= Exercise =
Would you output the entries below only from the line containing "#[derive(Debug, Clone, Copy, PartialEq, Eq)]" through the line containing "仅当 audio_location 仍为空、且记录身份等于给定身份或记录无身份时写入。", exactly as they stand and with both ends included?
START Given information
//! Repository Ports - 出站端口
//!
//! 平台侧档案与内容记录的读取及受控写回
//! 具体实现在 infrastructure 层（SQLite）

use async_trait::async_trait;
use thiserror::Error;
use uuid::Uuid;

use crate::domain::voice::{IdentityId, VoiceIdentity};

/// Repository 错误
#[derive(Debug, Error)]
pub enum RepositoryError {
    #[error("Entity not found: {0}")]
    NotFound(String),

    #[error("Database error: {0}")]
    DatabaseError(String),

    #[error("Serialization error: {0}")]
    SerializationError(String),
}

// ============================================================================
// Profile Store
// ============================================================================

/// Profile Store Port
///
/// 档案与声音身份的只读视图
#[async_trait]
pub trait ProfileStorePort: Send + Sync {
    /// 档案当前登记的声音身份
    ///
    /// 档案不存在或未登记身份时返回 None
    async fn current_identity(
        &self,
        owner_id: Uuid,
    ) -> Result<Option<VoiceIdentity>, RepositoryError>;

    /// 按 ID 查找声音身份
    async fn find_identity(
        &self,
        id: &IdentityId,
    ) -> Result<Option<VoiceIdentity>, RepositoryError>;
}

// ============================================================================
// Content Store
// ============================================================================

/// 内容记录的声音上下文
#[derive(Debug, Clone)]
pub struct ContentVoiceContext {
    pub content_id: Uuid,
    /// 归属者，匿名内容为 None
    pub owner_id: Option<Uuid>,
    /// 内容创建时登记的身份，可能已过时
    pub identity_id: Option<IdentityId>,
    /// 已写回的渲染位置
    pub audio_location: Option<String>,
}

/// 渲染写回结果
#[derive(Debug, Clone, Copy, PartialEq, Eq)]
pub enum PersistOutcome {
    /// 已写入
    Attached,
    /// 记录已有渲染，保持不变
    SkippedAlreadySet,
    /// 身份不匹配，保持不变
    SkippedIdentityMismatch,
    /// 内容记录不存在
    SkippedMissingRecord,
}

impl PersistOutcome {
    pub fn as_str(&self) -> &'static str {
        match self {
            Self::Attached => "attached",
            Self::SkippedAlreadySet => "skipped_already_set",
            Self::SkippedIdentityMismatch => "skipped_identity_mismatch",
            Self::SkippedMissingRecord => "skipped_missing_record",
        }
    }

    pub fn attached(&self) -> bool {
        matches!(self, Self::Attached)
    }
}

/// Content Store Port
#[async_trait]
pub trait ContentStorePort: Send + Sync {
    /// 读取内容的声音上下文
    ///
    /// 内容不存在返回 None，不视为错误
    async fn voice_context(
        &self,
        content_id: Uuid,
    ) -> Result<Option<ContentVoiceContext>, RepositoryError>;

    /// 条件写回渲染位置
    ///
    /// 仅当 audio_location 仍为空、且记录身份等于给定身份或记录无身份时写入。
    /// 判断与更新必须在单条语句内完成，并发请求不会覆盖已有值。
    /// 不满足条件时返回对应的 Skipped 结果，属正常结束而非错误
    async fn attach_rendering(
        &self,
        content_id: Uuid,
        identity_id: Option<&IdentityId>,
        audio_location: &str,
    ) -> Result<PersistOutcome, RepositoryError>;
}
END Given information
= Task output =
#[derive(Debug, Clone, Copy, PartialEq, Eq)]
pub enum PersistOutcome {
    /// 已写入
    Attached,
    /// 记录已有渲染，保持不变
    SkippedAlreadySet,
    /// 身份不匹配，保持不变
    SkippedIdentityMismatch,
    /// 内容记录不存在
    SkippedMissingRecord,
}

impl PersistOutcome {
    pub fn as_str(&self) -> &'static str {
        match self {
            Self::Attached => "attached",
            Self::SkippedAlreadySet => "skipped_already_set",
            Self::SkippedIdentityMismatch => "skipped_identity_mismatch",
            Self::SkippedMissingRecord => "skipped_missing_record",
        }
    }

    pub fn attached(&self) -> bool {
        matches!(self, Self::Attached)
    }
}

/// Content Store Port
#[async_trait]
pub trait ContentStorePort: Send + Sync {
    /// 读取内容的声音上下文
    ///
    /// 内容不存在返回 None，不视为错误
    async fn voice_context(
        &self,
        content_id: Uuid,
    ) -> Result<Option<ContentVoiceContext>, RepositoryError>;

    /// 条件写回渲染位置
    ///
    /// 仅当 audio_location 仍为空、且记录身份等于给定身份或记录无身份时写入。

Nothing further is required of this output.